→ EXERCISE REQUIREMENTS: Restate the entries below word for word, omitting nothing.

[Stored data]
+--

//! Counting wake-up primitive for the render loop

use crossbeam::channel::{unbounded, Receiver, Sender};

/// Counting semaphore
///
/// Every `post` lets exactly one `wait` return. Posting never blocks, so it
/// is safe from platform callbacks.
#[derive(Clone)]
pub struct Semaphore {
    tx: Sender<()>,
    rx: Receiver<()>,
}

impl Semaphore {
    pub fn new() -> Self {
        let (tx, rx) = unbounded();
        Self { tx, rx }
    }

    pub fn post(&self) {
        // Both ends live in self, so the channel cannot be disconnected
        let _ = self.tx.send(());
    }

    /// Block until a post is available and consume it
    pub fn wait(&self) {
        let _ = self.rx.recv();
    }

    /// Consume a post if one is available
    pub fn try_wait(&self) -> bool {
        self.rx.try_recv().is_ok()
    }

    /// Discard all pending posts
    pub fn drain(&self) {
        while self.try_wait() {}
    }
}

impl Default for Semaphore {
    fn default() -> Self {
        Self::new()
    }
}

#[cfg(test)]
mod tests {
    use super::*;
    use std::thread;

    #[test]
    fn test_posts_are_counted() {
        let sem = Semaphore::new();
        sem.post();
        sem.post();
        assert!(sem.try_wait());
        assert!(sem.try_wait());
        assert!(!sem.try_wait());
    }

    #[test]
    fn test_wait_wakes_on_post_from_other_thread() {
        let sem = Semaphore::new();
        let poster = sem.clone();
        let handle = thread::spawn(move || poster.post());
        sem.wait();
        handle.join().unwrap();
    }

    #[test]
    fn test_drain_discards_pending() {
        let sem = Semaphore::new();
        for _ in 0..3 {
            sem.post();
        }
        sem.drain();
        assert!(!sem.try_wait());
    }
}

+--

→ TASK RESPONSE:
//! Counting wake-up primitive for the render loop

use crossbeam::channel::{unbounded, Receiver, Sender};

/// Counting semaphore
///
/// Every `post` lets exactly one `wait` return. Posting never blocks, so it
/// is safe from platform callbacks.
#[derive(Clone)]
pub struct Semaphore {
    tx: Sender<()>,
    rx: Receiver<()>,
}

impl Semaphore {
    pub fn new() -> Self {
        let (tx, rx) = unbounded();
        Self { tx, rx }
    }

    pub fn post(&self) {
        // Both ends live in self, so the channel cannot be disconnected
        let _ = self.tx.send(());
    }

    /// Block until a post is available and consume it
    pub fn wait(&self) {
        let _ = self.rx.recv();
    }

    /// Consume a post if one is available
    pub fn try_wait(&self) -> bool {
        self.rx.try_recv().is_ok()
    }

    /// Discard all pending posts
    pub fn drain(&self) {
        while self.try_wait() {}
    }
}

impl Default for Semaphore {
    fn default() -> Self {
        Self::new()
    }
}

#[cfg(test)]
mod tests {
    use super::*;
    use std::thread;

    #[test]
    fn test_posts_are_counted() {
        let sem = Semaphore::new();
        sem.post();
        sem.post();
        assert!(sem.try_wait());
        assert!(sem.try_wait());
        assert!(!sem.try_wait());
    }

    #[test]
    fn test_wait_wakes_on_post_from_other_thread() {
        let sem = Semaphore::new();
        let poster = sem.clone();
        let handle = thread::spawn(move || poster.post());
        sem.wait();
        handle.join().unwrap();
    }

    #[test]
    fn test_drain_discards_pending() {
        let sem = Semaphore::new();
        for _ in 0..3 {
            sem.post();
        }
        sem.drain();
        assert!(!sem.try_wait());
    }
}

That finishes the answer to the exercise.